# What needs to be done
Examine the records and identify each line that includes the string "Returns". Copy those lines.

(Records drawn from a dataset)
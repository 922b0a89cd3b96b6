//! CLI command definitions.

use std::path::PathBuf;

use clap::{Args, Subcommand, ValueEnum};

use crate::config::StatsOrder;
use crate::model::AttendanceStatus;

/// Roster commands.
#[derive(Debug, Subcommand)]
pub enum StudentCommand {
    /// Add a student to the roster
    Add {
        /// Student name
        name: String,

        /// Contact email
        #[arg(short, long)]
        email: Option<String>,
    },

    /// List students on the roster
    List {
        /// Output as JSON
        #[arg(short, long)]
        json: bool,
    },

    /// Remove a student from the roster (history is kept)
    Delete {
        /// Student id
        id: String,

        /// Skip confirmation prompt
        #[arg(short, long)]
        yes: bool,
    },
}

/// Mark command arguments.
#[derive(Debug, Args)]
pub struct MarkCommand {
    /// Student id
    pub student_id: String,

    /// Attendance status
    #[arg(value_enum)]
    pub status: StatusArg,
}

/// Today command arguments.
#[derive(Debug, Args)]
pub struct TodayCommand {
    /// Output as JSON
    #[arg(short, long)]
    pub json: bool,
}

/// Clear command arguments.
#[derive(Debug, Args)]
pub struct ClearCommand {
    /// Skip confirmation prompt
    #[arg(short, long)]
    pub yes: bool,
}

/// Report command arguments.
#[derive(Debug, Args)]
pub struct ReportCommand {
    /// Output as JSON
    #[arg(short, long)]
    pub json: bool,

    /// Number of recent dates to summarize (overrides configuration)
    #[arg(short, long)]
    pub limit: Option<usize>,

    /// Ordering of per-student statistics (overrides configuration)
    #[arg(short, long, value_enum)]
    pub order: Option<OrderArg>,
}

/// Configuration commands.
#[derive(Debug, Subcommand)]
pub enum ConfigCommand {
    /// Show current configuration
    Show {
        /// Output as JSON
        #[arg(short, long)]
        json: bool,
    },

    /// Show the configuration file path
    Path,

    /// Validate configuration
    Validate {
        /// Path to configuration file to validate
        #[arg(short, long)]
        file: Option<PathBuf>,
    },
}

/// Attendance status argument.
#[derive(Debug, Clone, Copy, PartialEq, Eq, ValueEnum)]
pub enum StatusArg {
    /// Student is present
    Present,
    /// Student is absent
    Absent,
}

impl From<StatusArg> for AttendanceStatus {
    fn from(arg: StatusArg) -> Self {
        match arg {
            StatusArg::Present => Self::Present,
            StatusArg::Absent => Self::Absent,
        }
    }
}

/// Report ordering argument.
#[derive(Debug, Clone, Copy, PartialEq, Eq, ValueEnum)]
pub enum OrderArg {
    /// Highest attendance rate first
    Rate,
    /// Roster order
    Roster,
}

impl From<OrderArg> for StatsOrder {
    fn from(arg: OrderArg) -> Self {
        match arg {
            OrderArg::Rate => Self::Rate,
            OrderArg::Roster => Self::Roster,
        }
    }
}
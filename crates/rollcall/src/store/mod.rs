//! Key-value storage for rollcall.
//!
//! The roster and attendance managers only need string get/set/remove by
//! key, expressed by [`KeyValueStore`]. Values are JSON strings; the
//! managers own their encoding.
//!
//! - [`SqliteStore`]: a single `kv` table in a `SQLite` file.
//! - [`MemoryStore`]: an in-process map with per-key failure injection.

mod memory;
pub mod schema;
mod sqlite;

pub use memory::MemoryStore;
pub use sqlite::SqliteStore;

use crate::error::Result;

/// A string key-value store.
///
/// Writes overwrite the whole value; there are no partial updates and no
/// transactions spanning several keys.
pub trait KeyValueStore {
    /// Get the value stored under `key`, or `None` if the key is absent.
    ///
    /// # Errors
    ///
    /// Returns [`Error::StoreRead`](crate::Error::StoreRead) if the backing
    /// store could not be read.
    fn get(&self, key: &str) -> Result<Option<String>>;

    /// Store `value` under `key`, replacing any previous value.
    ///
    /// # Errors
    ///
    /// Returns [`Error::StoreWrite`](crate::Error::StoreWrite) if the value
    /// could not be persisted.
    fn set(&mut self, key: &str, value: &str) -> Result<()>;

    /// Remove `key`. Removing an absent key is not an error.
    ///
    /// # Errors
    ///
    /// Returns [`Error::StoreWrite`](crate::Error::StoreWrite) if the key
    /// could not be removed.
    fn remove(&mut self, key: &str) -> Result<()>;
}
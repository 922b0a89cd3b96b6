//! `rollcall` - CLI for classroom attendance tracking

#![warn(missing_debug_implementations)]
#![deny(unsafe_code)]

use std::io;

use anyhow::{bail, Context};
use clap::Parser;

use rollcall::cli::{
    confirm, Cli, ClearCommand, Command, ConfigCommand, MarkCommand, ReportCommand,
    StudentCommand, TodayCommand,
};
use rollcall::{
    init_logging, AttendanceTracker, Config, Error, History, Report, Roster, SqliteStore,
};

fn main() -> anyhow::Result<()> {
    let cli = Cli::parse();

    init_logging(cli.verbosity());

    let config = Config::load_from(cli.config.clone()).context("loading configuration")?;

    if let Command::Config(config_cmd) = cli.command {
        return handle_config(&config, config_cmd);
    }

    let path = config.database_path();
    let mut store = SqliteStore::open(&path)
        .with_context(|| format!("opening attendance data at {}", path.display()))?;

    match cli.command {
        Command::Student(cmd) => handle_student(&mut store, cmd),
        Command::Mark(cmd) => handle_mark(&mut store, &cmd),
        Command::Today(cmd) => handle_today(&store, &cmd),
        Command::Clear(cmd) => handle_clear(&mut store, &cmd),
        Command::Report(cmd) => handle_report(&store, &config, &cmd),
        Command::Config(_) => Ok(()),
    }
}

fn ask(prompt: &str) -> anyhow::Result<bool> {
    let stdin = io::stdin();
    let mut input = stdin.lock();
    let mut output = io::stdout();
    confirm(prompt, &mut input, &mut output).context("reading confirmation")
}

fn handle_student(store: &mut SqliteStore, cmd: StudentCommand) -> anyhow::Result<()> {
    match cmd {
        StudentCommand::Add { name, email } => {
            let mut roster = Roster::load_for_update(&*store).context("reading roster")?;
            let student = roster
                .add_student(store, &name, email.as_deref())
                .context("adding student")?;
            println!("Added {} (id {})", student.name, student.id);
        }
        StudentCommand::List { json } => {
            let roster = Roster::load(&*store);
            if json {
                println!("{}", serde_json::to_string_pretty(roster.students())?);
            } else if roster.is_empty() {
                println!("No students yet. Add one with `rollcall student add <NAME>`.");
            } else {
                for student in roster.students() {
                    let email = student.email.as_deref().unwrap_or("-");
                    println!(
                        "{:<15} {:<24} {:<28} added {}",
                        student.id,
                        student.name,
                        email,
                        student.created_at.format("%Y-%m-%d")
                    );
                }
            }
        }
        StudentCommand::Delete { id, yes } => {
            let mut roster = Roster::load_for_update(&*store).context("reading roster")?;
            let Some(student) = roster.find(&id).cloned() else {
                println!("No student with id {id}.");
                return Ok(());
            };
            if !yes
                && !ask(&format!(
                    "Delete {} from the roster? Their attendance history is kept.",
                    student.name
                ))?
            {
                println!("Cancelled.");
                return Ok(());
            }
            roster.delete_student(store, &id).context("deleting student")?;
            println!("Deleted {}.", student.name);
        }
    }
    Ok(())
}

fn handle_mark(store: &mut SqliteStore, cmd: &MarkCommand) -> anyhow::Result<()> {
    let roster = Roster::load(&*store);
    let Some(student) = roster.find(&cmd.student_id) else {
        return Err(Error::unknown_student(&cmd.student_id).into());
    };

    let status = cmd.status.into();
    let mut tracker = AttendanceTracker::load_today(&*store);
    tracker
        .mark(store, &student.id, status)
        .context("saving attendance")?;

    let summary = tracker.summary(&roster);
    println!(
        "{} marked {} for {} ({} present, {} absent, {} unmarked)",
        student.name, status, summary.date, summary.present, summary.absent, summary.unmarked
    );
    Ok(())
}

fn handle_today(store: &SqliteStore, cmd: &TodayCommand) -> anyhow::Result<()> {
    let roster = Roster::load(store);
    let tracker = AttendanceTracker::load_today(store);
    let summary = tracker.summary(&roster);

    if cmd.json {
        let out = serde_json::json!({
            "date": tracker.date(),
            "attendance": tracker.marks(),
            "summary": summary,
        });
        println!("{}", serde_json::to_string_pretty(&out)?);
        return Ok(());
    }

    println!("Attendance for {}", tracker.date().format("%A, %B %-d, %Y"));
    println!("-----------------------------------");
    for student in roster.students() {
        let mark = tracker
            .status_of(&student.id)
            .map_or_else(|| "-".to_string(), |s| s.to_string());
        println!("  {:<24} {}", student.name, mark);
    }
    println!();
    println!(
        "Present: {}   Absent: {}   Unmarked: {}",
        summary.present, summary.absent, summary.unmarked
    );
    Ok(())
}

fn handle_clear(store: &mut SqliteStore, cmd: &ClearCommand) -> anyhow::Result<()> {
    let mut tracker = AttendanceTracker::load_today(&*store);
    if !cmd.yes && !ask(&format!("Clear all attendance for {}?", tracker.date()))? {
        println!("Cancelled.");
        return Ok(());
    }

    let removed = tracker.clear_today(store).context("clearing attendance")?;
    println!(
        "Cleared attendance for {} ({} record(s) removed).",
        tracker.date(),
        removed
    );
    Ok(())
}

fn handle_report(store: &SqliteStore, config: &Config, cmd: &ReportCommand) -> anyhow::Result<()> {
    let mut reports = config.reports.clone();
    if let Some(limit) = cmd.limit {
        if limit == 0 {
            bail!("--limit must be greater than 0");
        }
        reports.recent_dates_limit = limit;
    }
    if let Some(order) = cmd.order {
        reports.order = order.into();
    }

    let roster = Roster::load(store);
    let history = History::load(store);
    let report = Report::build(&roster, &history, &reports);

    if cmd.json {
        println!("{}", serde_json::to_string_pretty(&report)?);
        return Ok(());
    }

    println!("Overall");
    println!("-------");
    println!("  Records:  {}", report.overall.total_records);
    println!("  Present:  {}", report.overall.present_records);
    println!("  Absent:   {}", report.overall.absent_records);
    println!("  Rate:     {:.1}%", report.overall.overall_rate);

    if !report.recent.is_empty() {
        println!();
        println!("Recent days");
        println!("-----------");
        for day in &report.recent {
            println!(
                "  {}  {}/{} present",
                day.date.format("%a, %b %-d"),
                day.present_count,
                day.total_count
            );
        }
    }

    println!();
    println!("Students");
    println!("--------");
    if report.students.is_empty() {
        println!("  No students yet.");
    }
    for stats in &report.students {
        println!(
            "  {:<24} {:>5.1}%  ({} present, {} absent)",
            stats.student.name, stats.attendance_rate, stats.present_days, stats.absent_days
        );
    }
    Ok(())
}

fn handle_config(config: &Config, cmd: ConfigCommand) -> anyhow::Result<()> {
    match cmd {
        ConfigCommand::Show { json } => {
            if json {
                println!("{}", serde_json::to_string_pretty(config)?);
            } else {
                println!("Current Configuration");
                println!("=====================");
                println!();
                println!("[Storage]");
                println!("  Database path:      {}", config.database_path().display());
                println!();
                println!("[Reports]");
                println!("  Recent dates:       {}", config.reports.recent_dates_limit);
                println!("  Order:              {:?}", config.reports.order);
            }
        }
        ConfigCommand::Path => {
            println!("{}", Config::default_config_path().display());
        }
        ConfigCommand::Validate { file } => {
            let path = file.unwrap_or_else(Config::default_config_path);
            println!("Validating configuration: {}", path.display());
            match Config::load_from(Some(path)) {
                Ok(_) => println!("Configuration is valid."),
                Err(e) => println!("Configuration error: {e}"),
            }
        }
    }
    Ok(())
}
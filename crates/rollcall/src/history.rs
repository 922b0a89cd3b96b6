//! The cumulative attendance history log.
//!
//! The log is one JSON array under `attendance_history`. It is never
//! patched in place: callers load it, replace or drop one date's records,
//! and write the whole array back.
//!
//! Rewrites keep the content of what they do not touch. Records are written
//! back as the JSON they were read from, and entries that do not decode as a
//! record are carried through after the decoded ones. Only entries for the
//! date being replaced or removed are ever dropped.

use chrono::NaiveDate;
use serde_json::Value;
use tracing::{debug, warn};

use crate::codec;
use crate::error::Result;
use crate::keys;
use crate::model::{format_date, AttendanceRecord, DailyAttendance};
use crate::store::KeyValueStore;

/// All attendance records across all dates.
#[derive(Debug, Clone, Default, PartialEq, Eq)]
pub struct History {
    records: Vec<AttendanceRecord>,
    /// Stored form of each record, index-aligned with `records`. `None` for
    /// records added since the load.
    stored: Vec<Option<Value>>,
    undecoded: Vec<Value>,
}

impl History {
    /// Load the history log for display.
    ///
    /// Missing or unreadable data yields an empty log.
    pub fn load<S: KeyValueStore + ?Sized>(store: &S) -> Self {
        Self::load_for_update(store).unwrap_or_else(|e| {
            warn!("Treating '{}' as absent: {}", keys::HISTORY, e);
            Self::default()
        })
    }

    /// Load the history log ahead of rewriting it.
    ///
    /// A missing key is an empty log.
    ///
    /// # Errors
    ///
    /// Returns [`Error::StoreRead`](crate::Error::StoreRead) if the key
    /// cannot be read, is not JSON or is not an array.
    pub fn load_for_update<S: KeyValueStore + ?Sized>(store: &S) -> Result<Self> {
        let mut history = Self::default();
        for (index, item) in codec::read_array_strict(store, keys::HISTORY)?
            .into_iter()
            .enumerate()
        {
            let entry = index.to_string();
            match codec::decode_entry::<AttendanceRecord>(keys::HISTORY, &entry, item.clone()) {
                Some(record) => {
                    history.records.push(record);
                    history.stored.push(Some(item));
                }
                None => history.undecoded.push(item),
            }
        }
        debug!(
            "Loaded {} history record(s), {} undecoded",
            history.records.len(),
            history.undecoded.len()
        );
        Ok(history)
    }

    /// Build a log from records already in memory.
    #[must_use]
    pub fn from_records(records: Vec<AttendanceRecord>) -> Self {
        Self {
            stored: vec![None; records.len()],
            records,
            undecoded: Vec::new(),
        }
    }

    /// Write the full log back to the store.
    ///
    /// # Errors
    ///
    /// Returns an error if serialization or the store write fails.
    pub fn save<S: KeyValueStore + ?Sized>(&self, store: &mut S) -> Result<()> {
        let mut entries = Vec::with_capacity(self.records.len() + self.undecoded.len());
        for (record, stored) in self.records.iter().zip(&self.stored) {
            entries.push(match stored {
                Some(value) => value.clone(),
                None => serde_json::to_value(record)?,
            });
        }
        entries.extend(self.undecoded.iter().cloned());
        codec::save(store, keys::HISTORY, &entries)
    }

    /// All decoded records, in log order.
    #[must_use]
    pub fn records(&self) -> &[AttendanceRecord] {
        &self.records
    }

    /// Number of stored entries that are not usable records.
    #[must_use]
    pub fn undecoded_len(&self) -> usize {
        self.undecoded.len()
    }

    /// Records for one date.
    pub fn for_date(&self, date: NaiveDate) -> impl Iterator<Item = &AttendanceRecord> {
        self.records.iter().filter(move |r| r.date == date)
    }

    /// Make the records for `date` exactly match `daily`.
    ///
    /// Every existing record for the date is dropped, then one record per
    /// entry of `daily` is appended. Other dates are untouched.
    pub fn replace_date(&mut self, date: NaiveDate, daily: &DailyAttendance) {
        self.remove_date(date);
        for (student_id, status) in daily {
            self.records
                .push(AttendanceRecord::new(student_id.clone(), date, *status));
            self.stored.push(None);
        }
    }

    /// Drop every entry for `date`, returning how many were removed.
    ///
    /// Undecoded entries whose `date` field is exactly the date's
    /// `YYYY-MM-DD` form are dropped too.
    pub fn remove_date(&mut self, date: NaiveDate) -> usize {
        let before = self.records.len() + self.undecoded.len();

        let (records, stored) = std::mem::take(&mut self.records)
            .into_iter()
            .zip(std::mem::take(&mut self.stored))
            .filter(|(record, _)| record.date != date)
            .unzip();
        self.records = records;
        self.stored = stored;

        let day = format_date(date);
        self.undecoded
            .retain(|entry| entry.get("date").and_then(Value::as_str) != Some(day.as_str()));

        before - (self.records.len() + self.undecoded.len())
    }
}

# The answer
    /// Returns [`Error::StoreRead`](crate::Error::StoreRead) if the backing
    /// Returns [`Error::StoreWrite`](crate::Error::StoreWrite) if the value
    /// Returns [`Error::StoreWrite`](crate::Error::StoreWrite) if the key
    /// Returns [`Error::StoreRead`](crate::Error::StoreRead) if the key
    /// Returns an error if serialization or the store write fails.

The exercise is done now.